# Whitfield Advantage Plus Control Panel Fault?



## dannyashana (Nov 29, 2009)

Hello,
We have been using our Whitfield Advantage Plus (serial WH104443) for 12 seasons without incident. My wife is an expert pellet stove cleaner and cleans our stove every Saturday morning during the heating season. We live in NW Missouri and use our stove continuously from mid November to mid March. Our first hiccup seems to have occurred this evening. We had the stove off for cleaning today (as usual), and when we hit the start button the blowers both came on full (like normal). But this time, instead of settling back to heat and blower set points after a second and a half, the stove just went off. We tried hitting the start button several times with the same results. I unplugged the stove to reset. Still wouldn’t start normally. After trying to start the stove for a few minutes (and having it unplugged several times), all five of the blower lights and all five of the heat output lights started blinking alternately. Meaning that the five green blower lights would blink on and off, and then the five red heat output lights would blink on and off. This alternating pattern would continue until I unplugged the stove again. I am surprised that I haven’t been able to find a thorough diagnostic for this control panel on-line. The closest that I have gotten, so far, is this forum. I’m glad you guys are here. Any thoughts on my situation? Based on what I have learned just now from hearth.com forum, I suspect that my high limit snap switch has failed. I can easily test it to see for sure, but I would be thrilled to know if there is a document available ANYWHERE that tell what the different self diagnostic blinking light patterns mean for the control panel on my stove. Thanks in advance for any help or advice you can provide…


----------



## hearthtools (Nov 29, 2009)

I am not sure. 
I never seen that happen on the 902 board.
all the lights will flash at once when the thermostat circuit is open and not calling for heat.
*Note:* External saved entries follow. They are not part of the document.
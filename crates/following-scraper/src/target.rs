//! Target resolution: turn whatever the caller typed into the URL of the
//! profile's following listing.

use crate::error::ConfigError;
use regex::Regex;
use std::sync::LazyLock;
use url::Url;

static VANITY_RE: LazyLock<Regex> =
    LazyLock::new(|| Regex::new(r"^[A-Za-z0-9._-]+$").expect("vanity regex is valid"));

const LISTING_SEGMENT: &str = "following";

/// True when `s` looks like a profile vanity name (no path, no spaces).
pub(crate) fn is_vanity(s: &str) -> bool {
    VANITY_RE.is_match(s) && !s.chars().all(|c| c.is_ascii_digit())
}

fn is_numeric_id(s: &str) -> bool {
    !s.is_empty() && s.chars().all(|c| c.is_ascii_digit())
}

/// Resolve a target reference to its following-listing URL.
///
/// Accepted forms:
/// - full profile URL (`https://www.facebook.com/UncutMagazine`)
/// - host-relative or scheme-less URL (`facebook.com/UncutMagazine`)
/// - `profile.php?id=N` URL
/// - numeric profile id
/// - vanity name
///
/// A trailing `following` segment is tolerated so listing URLs resolve to
/// themselves.
pub fn resolve_target(input: &str, base: &Url) -> Result<Url, ConfigError> {
    let raw = input.trim();
    let err = || ConfigError::Target(raw.to_string());
    if raw.is_empty() {
        return Err(err());
    }

    if is_numeric_id(raw) {
        return Ok(profile_php_listing(base, raw));
    }

    let url = if raw.starts_with("http://") || raw.starts_with("https://") {
        Url::parse(raw).map_err(|_| err())?
    } else if raw.starts_with('/') || raw.starts_with("profile.php") {
        base.join(raw).map_err(|_| err())?
    } else if let Some((host, _)) = raw.split_once('/') {
        if host.contains('.') {
            Url::parse(&format!("https://{raw}")).map_err(|_| err())?
        } else {
            base.join(raw).map_err(|_| err())?
        }
    } else if is_vanity(raw) {
        return vanity_listing(base, &[raw]).ok_or_else(err);
    } else {
        return Err(err());
    };

    if !matches!(url.scheme(), "http" | "https") || url.host_str().is_none() {
        return Err(err());
    }
    listing_for(&url).ok_or_else(err)
}

fn listing_for(url: &Url) -> Option<Url> {
    if url.path().ends_with("/profile.php") {
        let id = url
            .query_pairs()
            .find(|(k, _)| k == "id")
            .map(|(_, v)| v.into_owned())
            .filter(|v| is_numeric_id(v))?;
        return Some(profile_php_listing(url, &id));
    }

    let mut segments: Vec<&str> = url.path_segments()?.filter(|s| !s.is_empty()).collect();
    if segments.last() == Some(&LISTING_SEGMENT) {
        segments.pop();
    }
    if segments.is_empty() {
        return None;
    }
    vanity_listing(url, &segments)
}

fn profile_php_listing(origin: &Url, id: &str) -> Url {
    let mut url = origin.clone();
    url.set_path("/profile.php");
    url.set_fragment(None);
    url.set_query(None);
    url.query_pairs_mut()
        .append_pair("id", id)
        .append_pair("sk", LISTING_SEGMENT);
    url
}

fn vanity_listing(origin: &Url, segments: &[&str]) -> Option<Url> {
    let mut url = origin.clone();
    url.set_query(None);
    url.set_fragment(None);
    url.path_segments_mut()
        .ok()?
        .clear()
        .extend(segments)
        .push(LISTING_SEGMENT);
    Some(url)
}

/// Filesystem-safe name for a listing, used for output file names.
///
/// `/UncutMagazine/following` → `UncutMagazine`,
/// `/profile.php?id=42&sk=following` → `profile_42`.
pub fn target_slug(listing: &Url) -> String {
    if listing.path().ends_with("/profile.php") {
        if let Some((_, id)) = listing.query_pairs().find(|(k, _)| k == "id") {
            return format!("profile_{}", sanitize(&id));
        }
    }

    let segments: Vec<&str> = listing
        .path_segments()
        .map(|s| {
            s.filter(|seg| !seg.is_empty() && *seg != LISTING_SEGMENT)
                .collect()
        })
        .unwrap_or_default();
    let slug = sanitize(&segments.join("_"));
    if slug.is_empty() {
        "profile".to_string()
    } else {
        slug
    }
}

fn sanitize(s: &str) -> String {
    s.chars()
        .map(|c| {
            if c.is_ascii_alphanumeric() || matches!(c, '.' | '_' | '-') {
                c
            } else {
                '_'
            }
        })
        .collect()
}

#[cfg(test)]
mod tests {
    use super::*;

    fn base() -> Url {
        Url::parse("https://www.facebook.com").unwrap()
    }

    fn resolve(input: &str) -> String {
        resolve_target(input, &base()).unwrap().to_string()
    }

    #[test]
    fn test_profile_urls() {
        assert_eq!(
            resolve("https://www.facebook.com/UncutMagazine"),
            "https://www.facebook.com/UncutMagazine/following"
        );
        assert_eq!(
            resolve("https://www.facebook.com/UncutMagazine/following/?ref=x#top"),
            "https://www.facebook.com/UncutMagazine/following"
        );
        assert_eq!(
            resolve("facebook.com/example.profile"),
            "https://facebook.com/example.profile/following"
        );
    }

    #[test]
    fn test_profile_php_and_numeric_ids() {
        assert_eq!(
            resolve("https://www.facebook.com/profile.php?id=100064487118317"),
            "https://www.facebook.com/profile.php?id=100064487118317&sk=following"
        );
        assert_eq!(
            resolve("100012345678900"),
            "https://www.facebook.com/profile.php?id=100012345678900&sk=following"
        );
        assert!(resolve_target("https://www.facebook.com/profile.php", &base()).is_err());
    }

    #[test]
    fn test_vanity_names() {
        assert_eq!(
            resolve("  UncutMagazine "),
            "https://www.facebook.com/UncutMagazine/following"
        );
        assert!(is_vanity("example.profile"));
        assert!(!is_vanity("12345"));
        assert!(!is_vanity("two words"));
    }

    #[test]
    fn test_rejects_unusable_targets() {
        for bad in ["", "   ", "two words", "ftp://example.com/x", "https://www.facebook.com/"] {
            assert!(
                matches!(resolve_target(bad, &base()), Err(ConfigError::Target(_))),
                "{bad:?} should be rejected"
            );
        }
    }

    #[test]
    fn test_slugs() {
        let listing = resolve_target("UncutMagazine", &base()).unwrap();
        assert_eq!(target_slug(&listing), "UncutMagazine");
        let listing = resolve_target("42", &base()).unwrap();
        assert_eq!(target_slug(&listing), "profile_42");
        let listing = resolve_target("https://www.facebook.com/pages/Some Page/9", &base()).unwrap();
        assert_eq!(target_slug(&listing), "pages_Some_20Page_9");
    }
}
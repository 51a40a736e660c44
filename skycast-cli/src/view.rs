use anyhow::Result;
use inquire::{InquireError, Text};
use skycast_core::{City, DEFAULT_RESULT_LIMIT, WeatherSnapshot};

/// Outcome of parsing a 1-based numbered-list choice.
#[derive(Debug, Clone, PartialEq, Eq)]
pub enum Selection {
    /// Blank line: the user declined to pick anything.
    Cancelled,
    /// Non-integer or out-of-range input, kept verbatim for the error message.
    Invalid(String),
    /// 0-based index into the presented list.
    Chosen(usize),
}

/// Read one line of input. Esc submits a blank line; Ctrl-C aborts the
/// program through the error path.
pub fn ask(message: &str) -> Result<String> {
    prompt_line(Text::new(message))
}

/// Same as [`ask`] but with a help line for optional fields.
pub fn ask_optional(message: &str, help: &str) -> Result<String> {
    prompt_line(Text::new(message).with_help_message(help))
}

fn prompt_line(text: Text<'_>) -> Result<String> {
    match text.prompt() {
        Ok(line) => Ok(line),
        Err(InquireError::OperationCanceled) => Ok(String::new()),
        Err(err) => Err(err.into()),
    }
}

/// Block until the user presses Enter.
pub fn pause() -> Result<()> {
    let _ = ask("Press Enter to return to the main menu")?;
    Ok(())
}

/// Single attempt, no re-prompt: blank cancels, anything that is not a
/// number in `1..=len` is invalid.
pub fn parse_selection(input: &str, len: usize) -> Selection {
    let trimmed = input.trim();
    if trimmed.is_empty() {
        return Selection::Cancelled;
    }

    match trimmed.parse::<usize>() {
        Ok(n) if (1..=len).contains(&n) => Selection::Chosen(n - 1),
        _ => Selection::Invalid(trimmed.to_string()),
    }
}

/// Non-integer input (including blank) silently falls back to the default
/// result limit.
pub fn parse_limit(input: &str) -> u32 {
    input.trim().parse().unwrap_or(DEFAULT_RESULT_LIMIT)
}

pub fn print_numbered(cities: &[City]) {
    println!();
    for (i, city) in cities.iter().enumerate() {
        println!("{}: {}", i + 1, city.label());
    }
}

/// The weather block shown for a resolved city.
pub fn render_weather(city: &City, weather: &WeatherSnapshot) -> String {
    format!(
        "The current weather in {} is: {}\n\
         Temperature: {}°F\n\
         Temperature (feels like): {}°F\n\
         Windspeed: {} mph\n\
         Humidity: {}%\n\
         Pressure: {} hPa",
        city.label(),
        weather.description,
        weather.temp_f,
        weather.feels_like_f,
        weather.wind_mph,
        weather.humidity_pct,
        weather.pressure_hpa,
    )
}

#[cfg(test)]
mod tests {
    use super::*;

    #[test]
    fn blank_selection_cancels() {
        assert_eq!(parse_selection("", 3), Selection::Cancelled);
        assert_eq!(parse_selection("   ", 3), Selection::Cancelled);
    }

    #[test]
    fn in_range_selection_is_zero_based() {
        assert_eq!(parse_selection("1", 3), Selection::Chosen(0));
        assert_eq!(parse_selection("3", 3), Selection::Chosen(2));
    }

    #[test]
    fn out_of_range_and_non_integer_are_invalid() {
        assert_eq!(parse_selection("0", 3), Selection::Invalid("0".into()));
        assert_eq!(parse_selection("4", 3), Selection::Invalid("4".into()));
        assert_eq!(parse_selection("-1", 3), Selection::Invalid("-1".into()));
        assert_eq!(parse_selection("two", 3), Selection::Invalid("two".into()));
    }

    #[test]
    fn limit_falls_back_to_default_on_bad_input() {
        assert_eq!(parse_limit(""), DEFAULT_RESULT_LIMIT);
        assert_eq!(parse_limit("lots"), DEFAULT_RESULT_LIMIT);
        assert_eq!(parse_limit("3.5"), DEFAULT_RESULT_LIMIT);
        assert_eq!(parse_limit("8"), 8);
        assert_eq!(parse_limit(" 2 "), 2);
    }

    #[test]
    fn weather_block_carries_units() {
        let city = City {
            name: "Erie".into(),
            state: "PA".into(),
            country: "US".into(),
            lat: 42.1,
            lon: -80.08,
        };
        let snapshot = WeatherSnapshot {
            description: "light rain".into(),
            temp_f: 71.2,
            feels_like_f: 70.9,
            wind_mph: 8.1,
            humidity_pct: 77,
            pressure_hpa: 1014.0,
        };

        let block = render_weather(&city, &snapshot);

        assert!(block.starts_with("The current weather in Erie (PA, US) is: light rain"));
        assert!(block.contains("Temperature: 71.2°F"));
        assert!(block.contains("Temperature (feels like): 70.9°F"));
        assert!(block.contains("Windspeed: 8.1 mph"));
        assert!(block.contains("Humidity: 77%"));
        assert!(block.contains("Pressure: 1014 hPa"));
    }
}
im 95% sure your board is bad because I never seen the board flash if one of the limit switches or vacuum switches are open or closed.
to  bad you dont know someone that has a stove with the 902 board you can take off their stove you can try.


----------



## dannyashana (Nov 29, 2009)

Thanks for the info.  The control board was doing some other weird stuff too that seemed kind of random.  The alternate flashing thing I mentioned was the only thing that seemed coherent and possibly meaningful.  Anyway, the control board was already suspect in my mind.  I searched on-line a bit already and it seems that the "low" selling price for one of those control boards is $399.  Sheesh...  Maybe someone has an idea of where I can get it for less money...


----------



## Mr Whitfield (Nov 30, 2009)

Sounds like the Board is bad, just search the Internet. Maybe Rod can help you with this one. The cheapest I've paided for this Board is 299.


----------



## hearthtools (Nov 30, 2009)

Mr Whitfield said:
			
		

> Sounds like the Board is bad, just search the Internet. Maybe Rod can help you with this one. The cheapest I've paided for this Board is 299.



sorry all I have is a link to www.woodheatstoves.com and a coupon code of hearthtools.com


----------



## dannyashana (Dec 3, 2009)

My board is definitely bad.  Lights blinking randomly, motors starting and stopping randomly with the lights.  Ordered a new board today.  Should have it in a couple of weeks.  Seems to be a high demand for this part (12055902).  I DIDN'T have a surge protector on my stove for nearly 13 years.  I bought a nice Belken surge protector at Home Depot yesterday...  So... my new board will hopefully last longer than 13 years.  Thanks again to everybody for their input...!!


----------



## CanadaClinker (Dec 3, 2009)

......good luck dannyashama ......let us know when ur up and running again...... 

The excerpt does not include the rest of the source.